Les parties rouvertes au public sont désormais accessibles aux personnes à mobilité réduite, même s’il reste des aménagements à réaliser pour les lecteurs déficients visuels ou auditifs; dans les prochains mois sera créé un guidage de l’entrée du 58 rue de Richelieu pour traverser la cour d’honneur jusqu’à l’accueil du public, des boucles à induction magnétique équiperont chaque point d’accueil, un vidéo projecteur sera disponible en salle Labrouste, ainsi qu’une machine à lire et un poste informatique équipé d’un logiciel de lecture d’écran.

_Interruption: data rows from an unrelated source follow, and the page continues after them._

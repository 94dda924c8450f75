// Copyright (c) 2025 Fabstir
// SPDX-License-Identifier: BUSL-1.1
// Version information for the DAS exchange client

/// Full version string with feature description
pub const VERSION: &str = "v0.1.0-checkpointed-exchange-2025-10-19";

/// Semantic version number
pub const VERSION_NUMBER: &str = env!("CARGO_PKG_VERSION");

/// Build date
pub const BUILD_DATE: &str = "2025-10-19";

/// Supported flows and capabilities in this version
pub const FEATURES: &[&str] = &[
    "client-assertion-oauth",
    "checkpointed-registration",
    "checkpointed-retrieval",
    "certificate-download",
    "upload-url-refresh",
    "cancellable-status-poll",
];

/// Get version information as a formatted string
pub fn get_version_info() -> String {
    format!(
        "DAS Exchange Client {} (package {})\nBuild Date: {}\nFeatures: {}",
        VERSION,
        VERSION_NUMBER,
        BUILD_DATE,
        FEATURES.join(", ")
    )
}
// Copyright (c) 2025 Fabstir
// SPDX-License-Identifier: BUSL-1.1
//! Retrieval workflow
//!
//! Per row not yet downloaded: request an acknowledgment once and record it,
//! ask for a download URL, and when one is offered stream the document into
//! the local folder before marking the row downloaded.

use std::path::{Path, PathBuf};
use std::sync::Arc;
use tokio_util::sync::CancellationToken;
use tracing::{error, info, warn};

use super::download::save_stream;
use super::error::WorkflowError;
use super::summary::{RowOutcome, RunSummary};
use crate::auth::TokenSession;
use crate::checkpoint::{document_file_name, RetrievalLedger, RetrievalRecord};
use crate::exchange::ExchangeApi;

pub struct RetrievalWorkflow {
    api: Arc<dyn ExchangeApi>,
    local_folder: PathBuf,
    cancel: CancellationToken,
}

impl RetrievalWorkflow {
    pub fn new(
        api: Arc<dyn ExchangeApi>,
        local_folder: impl Into<PathBuf>,
        cancel: CancellationToken,
    ) -> Self {
        Self {
            api,
            local_folder: local_folder.into(),
            cancel,
        }
    }

    pub fn target_path(&self, record: &RetrievalRecord) -> PathBuf {
        self.local_folder.join(document_file_name(
            None,
            &record.priority_number,
            &record.priority_date,
        ))
    }

    pub async fn run(
        &self,
        ledger: &mut RetrievalLedger,
        session: &mut TokenSession,
    ) -> Result<RunSummary, WorkflowError> {
        let mut summary = RunSummary::default();

        for entry in ledger.records() {
            if self.cancel.is_cancelled() {
                warn!("Retrieval run cancelled");
                return Err(WorkflowError::Cancelled);
            }

            let mut record = match entry {
                Ok(record) => record,
                Err(e) => {
                    warn!(error = %e, "Skipping malformed row");
                    summary.record(e.row().unwrap_or(0), "", RowOutcome::Failed(e.to_string()));
                    continue;
                }
            };
            let key = record.key();

            if record.is_terminal() {
                summary.record(record.row, &key, RowOutcome::Skipped);
                continue;
            }

            let outcome = match self.advance(ledger, session, &mut record).await {
                Ok(outcome) => outcome,
                Err(e) if e.is_fatal() => {
                    error!(row = record.row, document = %key, error = %e, "Retrieval run aborted");
                    return Err(e);
                }
                Err(e) => {
                    warn!(row = record.row, document = %key, error = %e, "Retrieval failed, moving on");
                    RowOutcome::Failed(e.to_string())
                }
            };
            summary.record(record.row, &key, outcome);
        }

        info!(summary = %summary, "Retrieval run finished");
        Ok(summary)
    }

    async fn advance(
        &self,
        ledger: &mut RetrievalLedger,
        session: &mut TokenSession,
        record: &mut RetrievalRecord,
    ) -> Result<RowOutcome, WorkflowError> {
        let token = session.token().await?;
        let document = record.document();

        let ack_id = match record.ack_id.clone() {
            Some(ack_id) => ack_id,
            None => {
                let ack_id = self.api.request_retrieval_ack(&token, &document).await?;
                ledger.record_acknowledgment(record, &ack_id)?;
                info!(row = record.row, document = %record.key(), ack_id = %ack_id, "Retrieval acknowledged");
                ack_id
            }
        };

        let url = match self
            .api
            .obtain_download_url(&token, &document, &ack_id)
            .await?
        {
            Some(url) => url,
            None => {
                info!(row = record.row, document = %record.key(), ack_id = %ack_id, "Document not ready for download");
                return Ok(RowOutcome::Pending("download not ready".to_string()));
            }
        };

        ensure_folder(&self.local_folder).await?;
        let target = self.target_path(record);
        let stream = self.api.download_bytes(&url).await?;
        let bytes = save_stream(stream, &target).await?;
        info!(row = record.row, document = %record.key(), path = %target.display(), bytes, "Document downloaded");

        ledger.mark_downloaded(record)?;
        Ok(RowOutcome::Completed)
    }
}

pub(crate) async fn ensure_folder(folder: &Path) -> Result<(), WorkflowError> {
    tokio::fs::create_dir_all(folder)
        .await
        .map_err(|e| WorkflowError::io(folder, e))
}
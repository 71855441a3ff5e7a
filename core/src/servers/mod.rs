//! Server Link Cache
//!
//! Links between guild members and their panel servers. Derived data,
//! safe to drop and repopulate from the panel API, but the link count
//! feeds the `max_servers` quota check, so it is kept current on every
//! sighting.

use sqlx::PgPool;

use crate::db::{db_error, ServerLink};
use crate::error::CoreResult;

/// Handle for the server link cache.
#[derive(Debug, Clone)]
pub struct ServerLinkStore {
    pool: PgPool,
}

impl ServerLinkStore {
    #[must_use]
    pub fn new(pool: PgPool) -> Self {
        Self { pool }
    }

    /// Record a link, refreshing the name and last-seen timestamp when it
    /// already exists.
    pub async fn link_server(
        &self,
        guild_id: i64,
        user_id: i64,
        server_identifier: &str,
        friendly_name: &str,
    ) -> CoreResult<ServerLink> {
        let link = sqlx::query_as::<_, ServerLink>(
            r"
            INSERT INTO server_links (guild_id, user_id, server_identifier, friendly_name)
            VALUES ($1, $2, $3, $4)
            ON CONFLICT (guild_id, user_id, server_identifier) DO UPDATE
                SET friendly_name = EXCLUDED.friendly_name,
                    last_seen_at = NOW()
            RETURNING *
            ",
        )
        .bind(guild_id)
        .bind(user_id)
        .bind(server_identifier)
        .bind(friendly_name)
        .fetch_one(&self.pool)
        .await
        .map_err(db_error!("link_server", guild_id = guild_id, user_id = user_id))?;

        Ok(link)
    }

    /// Remove a link. Idempotent: returns whether anything was removed.
    pub async fn unlink_server(
        &self,
        guild_id: i64,
        user_id: i64,
        server_identifier: &str,
    ) -> CoreResult<bool> {
        let result = sqlx::query(
            "DELETE FROM server_links
             WHERE guild_id = $1 AND user_id = $2 AND server_identifier = $3",
        )
        .bind(guild_id)
        .bind(user_id)
        .bind(server_identifier)
        .execute(&self.pool)
        .await
        .map_err(db_error!("unlink_server", guild_id = guild_id, user_id = user_id))?;

        Ok(result.rows_affected() > 0)
    }

    /// Current link count for a user; input to the quota check.
    pub async fn linked_count(&self, guild_id: i64, user_id: i64) -> CoreResult<i64> {
        let count = sqlx::query_scalar::<_, i64>(
            "SELECT COUNT(*) FROM server_links WHERE guild_id = $1 AND user_id = $2",
        )
        .bind(guild_id)
        .bind(user_id)
        .fetch_one(&self.pool)
        .await
        .map_err(db_error!("linked_count", guild_id = guild_id, user_id = user_id))?;

        Ok(count)
    }

    /// All of a user's links, by name.
    pub async fn list_links(&self, guild_id: i64, user_id: i64) -> CoreResult<Vec<ServerLink>> {
        let links = sqlx::query_as::<_, ServerLink>(
            "SELECT * FROM server_links WHERE guild_id = $1 AND user_id = $2
             ORDER BY friendly_name",
        )
        .bind(guild_id)
        .bind(user_id)
        .fetch_all(&self.pool)
        .await
        .map_err(db_error!("list_links", guild_id = guild_id, user_id = user_id))?;

        Ok(links)
    }
}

Jadis réservé aux chercheurs et universitaires, la BnF Richelieu est partiellement ouverte à tous et une partie de ses collections en accès libre, dans le Magasin central de l’Institut National d’Histoire de l’Art (INHA). Restitué dans son état d’origine, il a failli être détruit à la demande des pompiers du fait de sa fragilité : il s’embraserait en cinq minutes ! Finalement, les personnels ont obtenu sa restauration et une modernisation qui a toutefois préservé le terminal d’envoi et de réception des pneumatiques. Ce système d’expédition rapide de textes a fonctionné jusqu’en 1998, reliant des services très éloignés. Les rayonnages posés sur des étages de caillebotis en fonte, accessibles par escaliers et ascenseur, présentent actuellement 150.000 livres consacrés à l’histoire de l’art publiés aux XIXe et XXe siècle, en libre-service.

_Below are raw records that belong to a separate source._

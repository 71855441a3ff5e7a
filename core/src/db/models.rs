//! Database Models

use chrono::{DateTime, Utc};
use serde::{Deserialize, Serialize};
use sqlx::FromRow;

/// Guild configuration.
///
/// Created on first admin setup. Never hard-deleted: a reset only clears
/// the admin role so the guild's audit history stays intact.
#[derive(Debug, Clone, FromRow, Serialize, Deserialize)]
pub struct GuildConfig {
    pub guild_id: i64,
    /// Role allowed to administer the bot; `None` falls back to members
    /// holding the platform Administrator permission.
    pub admin_role_id: Option<i64>,
    pub created_at: DateTime<Utc>,
    pub updated_at: DateTime<Utc>,
}

/// Per-user panel configuration.
///
/// Credential fields hold encrypted blobs; plaintext never reaches the
/// database. Owned by the user who created it, mutated only by that user
/// or a guild admin.
#[derive(Debug, Clone, FromRow, Serialize, Deserialize)]
pub struct UserConfig {
    pub guild_id: i64,
    pub user_id: i64,
    pub encrypted_panel_url: String,
    pub encrypted_api_key: String,
    pub can_manage_servers: bool,
    pub can_create_users: bool,
    pub max_servers: i32,
    pub created_at: DateTime<Utc>,
    pub updated_at: DateTime<Utc>,
}

/// Cached link between a guild member and a panel server.
///
/// Derived data: safe to drop and repopulate from the panel API. Counts
/// against the owner's `max_servers` quota.
#[derive(Debug, Clone, FromRow, Serialize, Deserialize)]
pub struct ServerLink {
    pub guild_id: i64,
    pub user_id: i64,
    pub server_identifier: String,
    pub friendly_name: String,
    pub last_seen_at: DateTime<Utc>,
}
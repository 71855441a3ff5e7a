//! Authorization decision logic.
//!
//! [`authorize`] is a pure function over its inputs: callers fetch the
//! guild and user rows and pass them in, so the decision is the same no
//! matter which command triggered it.

use thiserror::Error;

use super::Capability;
use crate::db::{GuildConfig, UserConfig};

/// The member attempting an action, as reported by the chat platform.
#[derive(Debug, Clone)]
pub struct Actor {
    pub user_id: i64,
    /// Role ids the member holds in the guild.
    pub role_ids: Vec<i64>,
    /// Whether the platform grants this member the Administrator permission.
    pub is_administrator: bool,
}

impl Actor {
    /// Plain member with no roles and no platform admin bit.
    #[must_use]
    pub const fn member(user_id: i64) -> Self {
        Self {
            user_id,
            role_ids: Vec::new(),
            is_administrator: false,
        }
    }
}

/// A denied authorization attempt.
#[derive(Debug, Clone, Copy, PartialEq, Eq, Error)]
#[error("{} denied: {reason}", .capability.action_name())]
pub struct AuthorizationDenied {
    pub capability: Capability,
    pub reason: DenyReason,
}

/// Why an attempt was denied. Shown to the invoking user and recorded in
/// the audit entry's detail.
#[derive(Debug, Clone, Copy, PartialEq, Eq, Error)]
pub enum DenyReason {
    /// The guild has not been set up yet.
    #[error("guild is not configured")]
    GuildNotConfigured,

    /// The actor has no user config that could grant the capability.
    #[error("panel credentials are not configured")]
    NotConfigured,

    /// Admin-only capability and the actor is not a guild admin.
    #[error("requires the guild admin role")]
    AdminRequired,

    /// The actor's config does not grant the capability.
    #[error("capability not granted")]
    CapabilityNotGranted,

    /// Linking another server would exceed the actor's quota.
    #[error("server quota reached ({linked}/{max_servers})")]
    QuotaExceeded { linked: i64, max_servers: i32 },
}

/// Decide whether `actor` may exercise `capability`.
///
/// Rule precedence, first match wins:
/// 1. the actor holds the guild's configured admin role, or is a platform
///    administrator when no admin role is configured: allows everything;
/// 2. the actor's own config flag grants the capability;
/// 3. deny.
pub fn authorize(
    actor: &Actor,
    guild: Option<&GuildConfig>,
    user: Option<&UserConfig>,
    capability: Capability,
) -> Result<(), AuthorizationDenied> {
    let deny = |reason| Err(AuthorizationDenied { capability, reason });

    let Some(guild) = guild else {
        return deny(DenyReason::GuildNotConfigured);
    };

    // Rule 1: guild admin override.
    match guild.admin_role_id {
        Some(role_id) if actor.role_ids.contains(&role_id) => return Ok(()),
        None if actor.is_administrator => return Ok(()),
        _ => {}
    }

    // Rule 2: the actor's own capability flag.
    if capability.user_grantable() {
        let Some(user) = user else {
            return deny(DenyReason::NotConfigured);
        };

        let granted = match capability {
            Capability::ManageServers => user.can_manage_servers,
            Capability::CreateUsers => user.can_create_users,
            Capability::ViewAuditLog | Capability::ManageGuild => false,
        };

        if granted {
            return Ok(());
        }
        return deny(DenyReason::CapabilityNotGranted);
    }

    deny(DenyReason::AdminRequired)
}

/// Counting check for linking another server.
///
/// `linked` is the actor's current link count; linking requires
/// `linked < max_servers`. Separate from [`authorize`] because it gates a
/// single operation, not a capability.
pub fn check_server_quota(linked: i64, max_servers: i32) -> Result<(), AuthorizationDenied> {
    if linked < i64::from(max_servers) {
        Ok(())
    } else {
        Err(AuthorizationDenied {
            capability: Capability::ManageServers,
            reason: DenyReason::QuotaExceeded {
                linked,
                max_servers,
            },
        })
    }
}

#[cfg(test)]
mod tests {
    use super::*;
    use chrono::Utc;

    fn guild(admin_role_id: Option<i64>) -> GuildConfig {
        GuildConfig {
            guild_id: 1,
            admin_role_id,
            created_at: Utc::now(),
            updated_at: Utc::now(),
        }
    }

    fn user_config(can_manage_servers: bool, can_create_users: bool) -> UserConfig {
        UserConfig {
            guild_id: 1,
            user_id: 10,
            encrypted_panel_url: String::new(),
            encrypted_api_key: String::new(),
            can_manage_servers,
            can_create_users,
            max_servers: 10,
            created_at: Utc::now(),
            updated_at: Utc::now(),
        }
    }

    #[test]
    fn test_admin_role_beats_missing_flag() {
        // Holder of the admin role lacking can_create_users is still
        // allowed: rule 1 wins over rule 2.
        let actor = Actor {
            user_id: 10,
            role_ids: vec![99],
            is_administrator: false,
        };
        let guild = guild(Some(99));
        let user = user_config(true, false);

        let result = authorize(&actor, Some(&guild), Some(&user), Capability::CreateUsers);
        assert!(result.is_ok());
    }

    #[test]
    fn test_platform_admin_only_counts_without_configured_role() {
        let actor = Actor {
            user_id: 10,
            role_ids: vec![],
            is_administrator: true,
        };

        // No admin role configured: the platform Administrator bit rules.
        assert!(authorize(&actor, Some(&guild(None)), None, Capability::ManageGuild).is_ok());

        // Admin role configured: the bit no longer overrides.
        let result = authorize(&actor, Some(&guild(Some(99))), None, Capability::ManageGuild);
        assert_eq!(
            result.expect_err("should be denied").reason,
            DenyReason::AdminRequired
        );
    }

    #[test]
    fn test_user_flag_grants_capability() {
        let actor = Actor::member(10);
        let guild = guild(Some(99));

        let granted = user_config(true, false);
        assert!(authorize(&actor, Some(&guild), Some(&granted), Capability::ManageServers).is_ok());

        let revoked = user_config(false, false);
        let result = authorize(&actor, Some(&guild), Some(&revoked), Capability::ManageServers);
        assert_eq!(
            result.expect_err("should be denied").reason,
            DenyReason::CapabilityNotGranted
        );
    }

    #[test]
    fn test_admin_only_capability_denied_for_plain_member() {
        let actor = Actor::member(10);
        let user = user_config(true, true);

        let result = authorize(
            &actor,
            Some(&guild(Some(99))),
            Some(&user),
            Capability::ViewAuditLog,
        );
        assert_eq!(
            result.expect_err("should be denied").reason,
            DenyReason::AdminRequired
        );
    }

    #[test]
    fn test_unconfigured_guild_and_user_denied() {
        let actor = Actor::member(10);

        let result = authorize(&actor, None, None, Capability::ManageServers);
        assert_eq!(
            result.expect_err("should be denied").reason,
            DenyReason::GuildNotConfigured
        );

        let result = authorize(&actor, Some(&guild(Some(99))), None, Capability::ManageServers);
        assert_eq!(
            result.expect_err("should be denied").reason,
            DenyReason::NotConfigured
        );
    }

    #[test]
    fn test_server_quota_counts_not_flags() {
        assert!(check_server_quota(0, 2).is_ok());
        assert!(check_server_quota(1, 2).is_ok());

        // At the limit, linking one more is denied.
        let result = check_server_quota(2, 2);
        assert_eq!(
            result.expect_err("should be denied").reason,
            DenyReason::QuotaExceeded {
                linked: 2,
                max_servers: 2
            }
        );

        assert!(check_server_quota(0, 0).is_err());
    }
}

BNF Richelieu, magasin central, terminal de pneumatiques.

À l’étage se trouve la bibliothèque des arts du spectacle, précédée d’une belle rotonde dédiée à l’exposition de costumes, objets et documents rares, que l’on rejoint par une galerie de verre qui surplombe la cour d’honneur. Si la présentation en faible lumière est nécessaire à la bonne conservation des oeuvres, on regrettera que les cartels en fins caractères grisonnants sur fond anthracite soient peu lisibles même avec une bonne vue; des consignes seront-elles données au muséographe lors du renouvellement des pièces exposées, dans quelques mois ? A voir également, mais derrière des portes vitrées, la très belle galerie Auguste Rondel et ses rayonnages en bois sombre, sa galerie sur piliers métalliques, et son décor fleuri. Egalement accessible depuis la rotonde, la bibliothèque des manuscrits conserve des trésors patrimoniaux réservés aux chercheurs.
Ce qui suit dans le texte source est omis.